—Mami… —El temblor era evidente en la voz de Bautista, a pesar de que el niño trataba de ocultar su miedo. —¿De verdad necesito una cirugía?

—Tu apendicitis aguda solo empeorará y te dolerá más si no te atienden. Me preocupa que eso pase —contestó Roxana mientras asentía con efusividad.

Bautista se quedó dudando por varios segundos hasta que, poco a poco, removió su mano de su estómago.

—Mami, ya me siento mucho mejor. De hecho, estoy excelente. No vayamos al hospital para la cirugía, por favor.

Roxana negó con la cabeza, mientras Andrés y Bautista se miraron entre sí. En sus ojos se notaba todo el miedo y el arrepentimiento que sentían. Andrés jaló de la camisa de Roxana con algo de timidez y, con un tono obediente, declaró:

—Mami, perdónanos por haberte mentido justo ahora, por favor. Fui yo quien le dijo a Bautista que pretendiera estar enfermo. Por favor, no lo lleves a cirugía.

Bautista se bajó de la cama y se puso delante de Roxana, igual de culpable. La madre miró a sus hijos, suspirando para sus adentros, pero acariciando el cabello de ambos.

—¿Aprendieron su lección?

Ambos se apuraron a asentir. Roxana se agachó para estar a su nivel y, con paciencia, les preguntó:

—¿Me pueden decir por qué sintieron que necesitaban mentirme?

Los niños intercambiaron miradas de nuevo, pero no tenían palabras para expresarse. Roxana esperó callada, sin insistirles por una respuesta.

—Porque… No nos agrada el señor Dorante —admitió Bautista, aunque reacio.

Observaron la expresión de Roxana después de eso, quien tenía una mirada de sorpresa en sus ojos.
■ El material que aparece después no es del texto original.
use once_cell::sync::Lazy;
use std::sync::{Arc, Mutex};

pub mod api;
pub mod config;
pub mod credentials;
pub mod error;
pub mod generator;
pub mod init;
pub mod jobs;
pub mod media;
pub mod platform;
pub mod queue;
pub mod render;
pub mod scene;
pub mod studio;

pub use error::StudioError;

pub type StudioLogHook = Arc<Mutex<dyn Fn(&str) + Send + Sync + 'static>>;

static LOG_HOOK: Lazy<Mutex<Option<StudioLogHook>>> = Lazy::new(|| Mutex::new(None));

/// Installs (or clears) the sink that receives every tagged log line.
/// The GUI uses it to feed its log panel.
pub fn set_log_hook(hook: Option<StudioLogHook>) {
    if let Ok(mut guard) = LOG_HOOK.lock() {
        *guard = hook;
    }
}

pub(crate) fn logv(tag: &str, message: &str) {
    match tag {
        "WARN" => tracing::warn!("{}", message),
        _ => tracing::info!("[{}] {}", tag, message),
    }

    if let Ok(guard) = LOG_HOOK.lock() {
        if let Some(hook) = guard.as_ref() {
            if let Ok(callback) = hook.lock() {
                let line = format!("[{}] {}", tag, message);
                callback(&line);
            }
        }
    }
}

pub(crate) fn logi(message: impl AsRef<str>) {
    logv("INFO", message.as_ref());
}

pub(crate) fn logok(message: impl AsRef<str>) {
    logv("OK", message.as_ref());
}

pub(crate) fn logw(message: impl AsRef<str>) {
    logv("WARN", message.as_ref());
}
Ella asumió que los niños fingieron estar enfermemos para evitar que ella se fuese. Poco sabía que eso no tenía nada que ver con la razón real.

Esta era la segunda vez que escuchaba que a Bautista y Andrés no les agradaba alguien; la primera vez fue Abril, pues ellos presenciaron cómo ella le hacía la vida imposible junto con Frida. No obstante, Jael siempre fue amable, tanto con ella como sus hijos, así que no podía comprender por qué decían algo así ahora.
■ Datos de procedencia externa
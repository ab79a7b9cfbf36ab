use anyhow::Result;
use async_trait::async_trait;
use reqwest::Client;
use serde_json::{Value, json};
use std::time::Duration;

use super::{API_KEY_HEADER, build_client, http_failure, transport_failure};
use crate::error::StudioError;
use crate::generator::SceneBackend;
use crate::scene::{response_schema, system_instruction};

/// `generateContent` client that asks for one scene as structured JSON.
pub struct GeminiClient {
    client: Client,
    api_base: String,
    system_instruction: String,
    schema: Value,
}

impl GeminiClient {
    pub fn new(api_base: &str, dialogue_language: &str, timeout: Duration) -> Result<Self> {
        Ok(Self {
            client: build_client(timeout)?,
            api_base: api_base.trim_end_matches('/').to_string(),
            system_instruction: system_instruction(dialogue_language),
            schema: response_schema(),
        })
    }

    fn request_body(&self, prompt: &str) -> Value {
        json!({
            "systemInstruction": { "parts": [{ "text": self.system_instruction }] },
            "contents": [{ "role": "user", "parts": [{ "text": prompt }] }],
            "generationConfig": {
                "responseMimeType": "application/json",
                "responseSchema": self.schema,
            },
        })
    }
}

#[async_trait]
impl SceneBackend for GeminiClient {
    async fn generate_scene(
        &self,
        model: &str,
        prompt: &str,
        api_key: &str,
    ) -> Result<String, StudioError> {
        let url = format!("{}/models/{}:generateContent", self.api_base, model);
        let resp = self
            .client
            .post(url)
            .header(API_KEY_HEADER, api_key)
            .json(&self.request_body(prompt))
            .send()
            .await
            .map_err(transport_failure)?;

        let status = resp.status();
        let raw = resp.text().await.unwrap_or_default();
        if !status.is_success() {
            return Err(http_failure(status, &raw));
        }

        extract_candidate_text(&raw)
    }
}

/// Joins the text parts of the first candidate.
pub(crate) fn extract_candidate_text(raw: &str) -> Result<String, StudioError> {
    let root: Value = serde_json::from_str(raw)
        .map_err(|e| StudioError::Remote(format!("unreadable generateContent response: {e}")))?;

    if let Some(reason) = root
        .get("promptFeedback")
        .and_then(|f| f.get("blockReason"))
        .and_then(|r| r.as_str())
    {
        return Err(StudioError::Remote(format!("prompt blocked: {reason}")));
    }

    let parts = root
        .get("candidates")
        .and_then(|c| c.as_array())
        .and_then(|c| c.first())
        .and_then(|c| c.get("content"))
        .and_then(|c| c.get("parts"))
        .and_then(|p| p.as_array())
        .ok_or_else(|| StudioError::Remote("response contained no candidates".into()))?;

    let text: String = parts
        .iter()
        .filter_map(|part| part.get("text").and_then(|t| t.as_str()))
        .collect();

    if text.trim().is_empty() {
        return Err(StudioError::Remote("response contained no text".into()));
    }
    Ok(text)
}

#[cfg(test)]
mod tests {
    use super::*;

    #[test]
    fn extracts_and_joins_text_parts() {
        let raw = r#"{"candidates":[{"content":{"role":"model","parts":[{"text":"{\"scene\":"},{"text":"{}}"}]}}]}"#;
        assert_eq!(extract_candidate_text(raw).unwrap(), r#"{"scene":{}}"#);
    }

    #[test]
    fn blocked_prompt_is_a_remote_error() {
        let raw = r#"{"promptFeedback":{"blockReason":"SAFETY"}}"#;
        let err = extract_candidate_text(raw).unwrap_err();
        assert_eq!(err.to_string(), "prompt blocked: SAFETY");
    }

    #[test]
    fn missing_candidates_is_a_remote_error() {
        assert!(matches!(
            extract_candidate_text(r#"{"candidates":[]}"#),
            Err(StudioError::Remote(_))
        ));
    }

    #[test]
    fn request_body_carries_schema_and_instruction() {
        let client =
            GeminiClient::new("http://localhost/v1beta/", "English", Duration::from_secs(5)).unwrap();
        assert_eq!(client.api_base, "http://localhost/v1beta");

        let body = client.request_body("Scene Number: 1 of 1");
        assert_eq!(body["generationConfig"]["responseMimeType"], "application/json");
        assert_eq!(body["generationConfig"]["responseSchema"]["type"], "OBJECT");
        assert_eq!(body["contents"][0]["parts"][0]["text"], "Scene Number: 1 of 1");
        assert!(
            body["systemInstruction"]["parts"][0]["text"]
                .as_str()
                .unwrap()
                .contains("in English.")
        );
    }
}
—¿Me pueden explicar por qué no les agrada el señor Dorante? —preguntó Roxana, completamente confundida.

—Ni idea. Solo no nos agrada.

Bautista y Andrés solo fruncieron sus labios sin dar una razón real. Roxana también frunció sus cejas y los miró con decisión.

—No pueden decir eso. No importa cuál sea la razón, pero deben darme una. De otra forma, no seré capaz de rehusar los amables ofrecimientos del señor Dorante por ustedes en el futuro.

Bautista frunció, reacio, y agachó más la cabeza luego de eso. No podían revelar que se debía a que Jael se entrometería entre Roxana y Luciano. Por su parte, la mamá intentó probar su suerte con Andrés al notar el comportamiento de Bautista.

—Lo que sucede es que, desde que conociste al señor Dorante, has pasado más tiempo con él y mucho menos con nosotros. Esto ocurrió ayer y hoy también —contestó Andrés con un tono inocente.

Sus palabras dieron de lleno a Roxana. Era cierto que se empezó a estar más ocupada con el trabajo desde que conoció a Jael y había ignorado a sus hijos. Luciano incluso la confrontó con ese tema el día anterior. Roxana de inmediato se sintió mal por Bautista y Andrés y ni siquiera dudó la veracidad de sus palabras.

—Mami, ¿te puedes quedar y acompañarnos por hoy?

Los niños, de nuevo, utilizaron la simpatía para su beneficio.